Faut-il se débarrasser des moustiques ? Chaque été, la réputation de cet insecte le précède : le moustique est généralement perçu comme un nuisible qui nous pique, laissant en souvenir une réaction inflammatoire et l’envie de se gratter. Vous avez déjà rêvassé à un monde sans moustiques ? Des scientifiques l’ont fait avant vous, en se demandant quelles seraient les conséquences si on éliminait ces animaux de notre planète — et les avis divergent.
La question n’est pas anecdotique, car le moustique entraîne chaque année la mort de 700 000 personnes par an dans le monde.
La volonté de se protéger des moustiques est ancienne, et n’a pas attendu que la science comprenne que les moustiques pouvaient transmettre des maladies aux humains. « Avant la fin du 19e siècle, on ne savait pas forcément que les moustiques pouvaient transmettre des agents pathogènes responsables de maladies », indique Sylvie Manguin, directrice de recherche à l’Institut de recherche pour le développement (IRD) de Montpellier et spécialiste des maladies infectieuses à transmission vectorielle. Les travaux du médecin britannique Ronald Ross, à la fin du 19e siècle, furent fondateurs pour démontrer le lien entre le moustique et le paludisme. « Hormis le fait que le moustique transmet des maladies, les gens ont toujours été gênés par les moustiques. Il y avait déjà des moustiquaires dans l’Égypte ancienne », complète la spécialiste.
« Les éliminer complètement, c’est mission impossible »

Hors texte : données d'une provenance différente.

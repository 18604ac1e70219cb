//! Combat события
//!
//! Внешние коллабораторы → ECS:
//! - `ImpactSignal`: animation event в момент удара (`onImpact()`)
//! - `ParryIntent`: игрок нажал parry (input polling — снаружи)
//!
//! ECS → внешние коллабораторы:
//! - `AnimationTrigger`: fire-and-forget trigger по имени
//! - `DamageDealt`, `ParrySuccess`, `EntityDied`: UI/звук/эффекты
//!
//! Внутри тика:
//! - `AttackImpact`: sequencer/relay → resolver (один удар, синхронно в том же тике)

use bevy::prelude::*;

use crate::combat::parry::ParrySide;

/// Animation trigger (fire-and-forget)
#[derive(Event, Debug, Clone, PartialEq)]
pub struct AnimationTrigger {
    pub entity: Entity,
    pub name: String,
}

/// Animation collaborator сообщает момент удара
///
/// `strength` — множитель урона (номер удара в комбо у игрока, 1.0 у врагов).
#[derive(Event, Debug, Clone, Copy)]
pub struct ImpactSignal {
    pub attacker: Entity,
    pub strength: f32,
}

impl ImpactSignal {
    pub fn new(attacker: Entity) -> Self {
        Self {
            attacker,
            strength: 1.0,
        }
    }
}

/// Удар: оценить hitbox атакующего против целей (ровно один тик)
#[derive(Event, Debug, Clone, Copy)]
pub struct AttackImpact {
    pub attacker: Entity,
    pub damage: f32,
}

/// Попытка parry (защитник нажал кнопку)
#[derive(Event, Debug, Clone, Copy)]
pub struct ParryIntent {
    pub defender: Entity,
}

/// Parry перехватил удар
#[derive(Event, Debug, Clone, Copy)]
pub struct ParrySuccess {
    pub attacker: Entity,
    pub defender: Entity,
    /// Кого отбросило по результатам сравнения весов
    pub loser: ParrySide,
}

/// Урон нанесён
#[derive(Event, Debug, Clone, Copy)]
pub struct DamageDealt {
    pub attacker: Entity,
    pub target: Entity,
    pub damage: f32,
    pub knockback: Vec3,
    pub target_died: bool,
}

/// Entity умер (health <= 0)
#[derive(Event, Debug, Clone, Copy)]
pub struct EntityDied {
    pub entity: Entity,
    pub killer: Option<Entity>,
}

Plutôt que de parler de « spécicide » (l’extinction volontaire d’une espèce), les experts préfèrent utiliser les mots insecticide (l’élimination des insectes adultes) ou larvicide (l’élimination des larves). Éradiquer complètement les espèces de moustiques jugées nuisibles à l’être humain semble assez irréaliste. « Si l’on tuait une espèce de moustique, une autre prendrait le relais, la nature ayant horreur du vide, explique à Numerama Sylvie Manguin. Cela n’aurait aucune efficacité. » Sans compter qu’il faut adapter les moyens aux particularités des 200 espèces de moustiques qui représentent une gêne pour l’être humain (ce qui réduit déjà un peu, sur le total des 3 500 espèces de moustiques qui existent).

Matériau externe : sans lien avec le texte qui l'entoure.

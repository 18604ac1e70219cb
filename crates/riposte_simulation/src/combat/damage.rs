//! Impact resolver и смерть
//!
//! `resolve_attack_impacts` — единственный mutator чужих Health/ParryWindow во время удара.
//! Для каждого тела в hitbox атакующего (порядок не важен):
//!
//! 1. Нет Health или уже мёртв → пропуск
//! 2. Parry сработал → knockback проигравшему, урона нет
//! 3. Invincible → пропуск (ни урона, ни knockback)
//! 4. Урон + knockback по направлению атакующий → тело
//! 5. hp ≤ 0 → Dead: knockback из шага 4 с множителем на горизонталь, Death hold, despawn через `death_delay`
//!
//! Все исходы удара записываются до того как sequencer уйдёт в Cooldown (тот же тик).

use bevy::prelude::*;
use bevy_rapier3d::prelude::{CollisionGroups, ExternalImpulse, Velocity};

use crate::combat::events::{AttackImpact, DamageDealt, EntityDied, ParrySuccess};
use crate::combat::hitbox::{overlap_region, HitboxRegion, Hurtbox};
use crate::combat::parry::{
    parry_knockback, HitStop, ParryFlash, ParrySide, ParryWindow, Stagger, STUN_DURATION,
};
use crate::components::{
    CombatWeight, DamageOutcome, Facing, Health, KnockbackLock, Locomotion, LocomotionHold, Tint,
    DEFAULT_WEIGHT,
};
use crate::config::{AttackConfig, HealthConfig, ParryConfig};

/// Компонент-маркер: entity мертв (Health <= 0)
///
/// Атака и locomotion остановлены, тело ждёт `DespawnAfter`.
#[derive(Component, Debug)]
pub struct Dead;

/// Компонент-маркер: деспавн entity после указанного времени
#[derive(Component, Debug)]
pub struct DespawnAfter {
    /// Время деспавна (`Time<Fixed>` elapsed, секунды)
    pub despawn_time: f64,
}

/// Всё что resolver может поменять у тела
type BodyState = (
    Option<&'static mut Health>,
    Option<&'static HealthConfig>,
    Option<&'static ParryWindow>,
    Option<&'static ParryConfig>,
    Option<&'static CombatWeight>,
    Option<&'static mut Velocity>,
    Option<&'static mut ExternalImpulse>,
    Option<&'static mut Locomotion>,
    Option<&'static mut Tint>,
);

/// Обнулить скорость и добавить impulse (rapier применит на следующем шаге)
fn apply_impulse(velocity: Option<Mut<Velocity>>, external: Option<Mut<ExternalImpulse>>, impulse: Vec3) {
    if let Some(mut velocity) = velocity {
        velocity.linvel = Vec3::ZERO;
    }
    if let Some(mut external) = external {
        external.impulse += impulse;
    }
}

/// Knockback прямого попадания; при смерти множитель только на горизонталь
pub fn knockback_impulse(direction: Vec2, force: f32, death_multiplier: Option<f32>) -> Vec3 {
    let horizontal = death_multiplier.unwrap_or(1.0);
    Vec3::new(direction.x * force * horizontal, direction.y * force, 0.0)
}

/// Система: резолюция ударов (hitbox → parry → invincibility → damage → death)
#[allow(clippy::too_many_arguments)]
pub fn resolve_attack_impacts(
    mut commands: Commands,
    mut impacts: EventReader<AttackImpact>,
    attackers: Query<(&Transform, &AttackConfig, Option<&Facing>, Option<&CombatWeight>)>,
    hurtboxes: Query<(Entity, &Transform, &Hurtbox, Option<&CollisionGroups>)>,
    mut bodies: Query<BodyState>,
    mut damage_events: EventWriter<DamageDealt>,
    mut parry_events: EventWriter<ParrySuccess>,
    mut death_events: EventWriter<EntityDied>,
    mut hit_stop: ResMut<HitStop>,
    mut virtual_time: ResMut<Time<Virtual>>,
    time: Res<Time<Fixed>>,
) {
    let now = time.elapsed_secs_f64();

    for impact in impacts.read() {
        // Атакующий исчез между сигналом и резолюцией — no-op
        let Ok((attacker_transform, config, facing, attacker_weight)) = attackers.get(impact.attacker)
        else {
            continue;
        };

        let attacker_position = attacker_transform.translation.truncate();
        let attacker_weight = attacker_weight.map(|weight| weight.0).unwrap_or(DEFAULT_WEIGHT);
        let facing = facing.copied().unwrap_or_default().sign();

        let region = HitboxRegion::for_attack(
            attacker_position,
            facing,
            config.hitbox_offset,
            config.half_extents(),
        );

        let hits = overlap_region(
            &region,
            config.target_group(),
            hurtboxes
                .iter()
                .filter(|(entity, ..)| *entity != impact.attacker),
        );

        for target in hits {
            let Ok((_, target_transform, ..)) = hurtboxes.get(target) else {
                continue;
            };
            let direction = (target_transform.translation.truncate() - attacker_position).normalize_or_zero();

            let Ok((health, health_config, window, parry_config, weight, velocity, external, locomotion, tint)) =
                bodies.get_mut(target)
            else {
                continue;
            };

            // 1. Нет health capability — тело не участвует
            let Some(mut health) = health else {
                continue;
            };
            if health.is_dead() {
                continue;
            }

            // 2. Parry
            if let (Some(window), Some(parry_config)) = (window, parry_config) {
                let defender_weight = weight.map(|weight| weight.0).unwrap_or(DEFAULT_WEIGHT);
                let result = window.try_intercept(now, parry_config, attacker_weight, defender_weight);

                if let Some(loser) = result.loser() {
                    let impulse = parry_knockback(loser, direction, parry_config.knockback_force);
                    let flash_duration = parry_config.flash_duration;
                    let freeze_duration = parry_config.freeze_duration;

                    if let Some(mut tint) = tint {
                        *tint = Tint::ParryFlash;
                    }

                    match loser {
                        ParrySide::Defender => apply_impulse(velocity, external, impulse),
                        ParrySide::Attacker => {
                            if let Ok((_, _, _, _, _, velocity, external, locomotion, _)) =
                                bodies.get_mut(impact.attacker)
                            {
                                apply_impulse(velocity, external, impulse);
                                if let Some(mut locomotion) = locomotion {
                                    locomotion.hold(LocomotionHold::Stun);
                                }
                                if let Ok(mut attacker) = commands.get_entity(impact.attacker) {
                                    attacker.try_insert(Stagger {
                                        remaining: STUN_DURATION,
                                    });
                                }
                            }
                        }
                    }

                    if let Ok(mut defender) = commands.get_entity(target) {
                        defender.try_insert(ParryFlash {
                            remaining: flash_duration,
                        });
                    }
                    hit_stop.start(freeze_duration, &mut virtual_time);

                    parry_events.write(ParrySuccess {
                        attacker: impact.attacker,
                        defender: target,
                        loser,
                    });

                    crate::log_info(&format!(
                        "🤺 PARRY (attacker: {:?} w={:.0}, defender: {:?} w={:.0}, knocked back: {:?})",
                        impact.attacker, attacker_weight, target, defender_weight, loser
                    ));
                    continue;
                }
            }

            // 3. I-frames
            if health.is_invincible() {
                continue;
            }

            // 4. Урон + knockback
            let health_config = health_config.cloned().unwrap_or_default();
            let outcome = health.take_damage(impact.damage, health_config.invincibility_duration);
            if outcome == DamageOutcome::Rejected {
                continue;
            }

            let died = outcome == DamageOutcome::Killed;
            let knockback = knockback_impulse(
                direction,
                health_config.knockback_force,
                died.then_some(health_config.death_knockback_multiplier),
            );

            apply_impulse(velocity, external, knockback);

            if let Some(mut locomotion) = locomotion {
                if died {
                    locomotion.hold(LocomotionHold::Death);
                } else if health_config.knockback_lock > 0.0 {
                    locomotion.hold(LocomotionHold::Knockback);
                }
            }

            if let Ok(mut body) = commands.get_entity(target) {
                if died {
                    body.try_insert((
                        Dead,
                        DespawnAfter {
                            despawn_time: now + health_config.death_delay as f64,
                        },
                    ));
                } else if health_config.knockback_lock > 0.0 {
                    body.try_insert(KnockbackLock {
                        remaining: health_config.knockback_lock,
                    });
                }
            }

            damage_events.write(DamageDealt {
                attacker: impact.attacker,
                target,
                damage: impact.damage,
                knockback,
                target_died: died,
            });

            crate::log(&format!(
                "💥 Hit {:?} → {:?}: {:.1} damage (hp: {:.1}/{:.1})",
                impact.attacker, target, impact.damage, health.current, health.max
            ));

            if died {
                death_events.write(EntityDied {
                    entity: target,
                    killer: Some(impact.attacker),
                });
                crate::log_info(&format!("☠️ Entity {:?} killed by {:?}", target, impact.attacker));
            }
        }
    }
}

/// Система: invincibility таймер + blink
pub fn tick_vitals(mut bodies: Query<(Entity, &mut Health, Option<&HealthConfig>)>, time: Res<Time<Fixed>>) {
    let delta = time.delta_secs();

    for (entity, mut health, config) in bodies.iter_mut() {
        if !health.is_invincible() {
            continue;
        }

        let blink_interval = config.map(|config| config.blink_interval).unwrap_or(0.1);
        if health.tick(delta, blink_interval) {
            crate::log(&format!("✨ Invincibility ended (entity: {:?})", entity));
        }
    }
}

/// Система: снять Knockback hold когда потеря контроля закончилась
pub fn tick_knockback_locks(
    mut commands: Commands,
    mut locked: Query<(Entity, &mut KnockbackLock, Option<&mut Locomotion>)>,
    time: Res<Time<Fixed>>,
) {
    let delta = time.delta_secs();

    for (entity, mut lock, locomotion) in locked.iter_mut() {
        lock.remaining -= delta;
        if lock.remaining > 0.0 {
            continue;
        }

        if let Some(mut locomotion) = locomotion {
            locomotion.release(LocomotionHold::Knockback);
        }
        commands.entity(entity).remove::<KnockbackLock>();
    }
}

/// Система: деспавн entities с истёкшим DespawnAfter timeout
pub fn despawn_after_timeout(
    mut commands: Commands,
    query: Query<(Entity, &DespawnAfter)>,
    time: Res<Time<Fixed>>,
) {
    let current_time = time.elapsed_secs_f64();

    for (entity, despawn_after) in query.iter() {
        if current_time >= despawn_after.despawn_time {
            crate::log(&format!("⚰️ Despawning entity {:?} (timeout)", entity));
            commands.entity(entity).try_despawn();
        }
    }
}

#[cfg(test)]
mod tests {
    use super::*;

    #[test]
    fn test_knockback_follows_direction() {
        let knockback = knockback_impulse(Vec2::new(0.6, 0.8), 10.0, None);
        assert!((knockback - Vec3::new(6.0, 8.0, 0.0)).length() < 1e-5);
    }

    #[test]
    fn test_death_multiplier_only_on_horizontal() {
        let knockback = knockback_impulse(Vec2::new(0.6, 0.8), 10.0, Some(1.5));
        assert!((knockback - Vec3::new(9.0, 8.0, 0.0)).length() < 1e-5);

        let knockback = knockback_impulse(Vec2::new(-1.0, 0.0), 10.0, Some(1.5));
        assert_eq!(knockback, Vec3::new(-15.0, 0.0, 0.0));
    }
}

Les moustiques s’adaptent aisément à leur environnement et peuvent développer des résistances aux insecticides. L’experte est catégorique : « Les éliminer complètement, c’est mission impossible. Ils sont sur Terre depuis 100 millions d’années, ils ont échappé à tout ce qui a pu arriver jusque là à cette pauvre planète, et ils resteront probablement après nous. Par contre, on a cherché des moyens de diminuer leur population. On diminue ainsi les chances de tomber sur un moustique infecté, qui nous transmettrait une maladie. »
Afin de réduire les populations de moustiques, les insecticides ont été employés, à l’instar du DDT (dichlorodiphényltrichloroéthane), mais les animaux ont développé des résistances. « Actuellement, les molécules qui sont les plus utilisées dans la lutte contre les moustiques sont les pyréthrinoïdes, des molécules synthétiques développées à partir d’une molécule naturelle d’une plante, le chrysanthème », détaille Sylvie Manguin.
Quant à la perspective de modifier génétiquement les moustiques, qui a rencontré un certain intérêt ces dernières années, les résultats s’avèrent finalement peu convaincants : « En amont, cela demande une grande maitrise de la modification génétique chez le moustique. C’est un énorme investissement en temps et en argent. Aujourd’hui, l’engouement pour cette solution se tasse un peu. »
Les bienfaits des moustiques (si, si)
L’idée d’éliminer certains moustiques ne peut pas non plus être envisagée sans considérer ces animaux dans leur écosystème. « Les moustiques ne sont pas sur la Terre pour nous embêter. Ils ont un double rôle », que détaille notre interlocutrice.
- Un rôle dans la chaîne alimentaire : à l’état adulte comme larvaire, les moustiques sont consommés par d’autres animaux (oiseaux, chauves-souris, batraciens). « Si on diminuait leur densité, cela entrainerait des problèmes au niveau de la chaine alimentaire. »
- Un pouvoir pollinisateur : c’est un fait peu connu, mais les moustiques ont eux aussi besoin du nectar des fleurs pour vivre. « Des tas de plantes sauvages ont besoin de cette pollinisation faite par les moustiques. Le manque de moustiques entrainerait une perte de la biodiversité. »
À supposer qu’il soit atteignable, ce qui semble hors de portée actuellement, le projet d’éradiquer les moustiques ne pourrait se passer d’une réflexion éthique. « Il est très important de considérer le moustique dans ses bienfaits pour la nature, et non pas que comme un piqueur qui nous envoie des pathogènes », affirme Sylvie Manguin.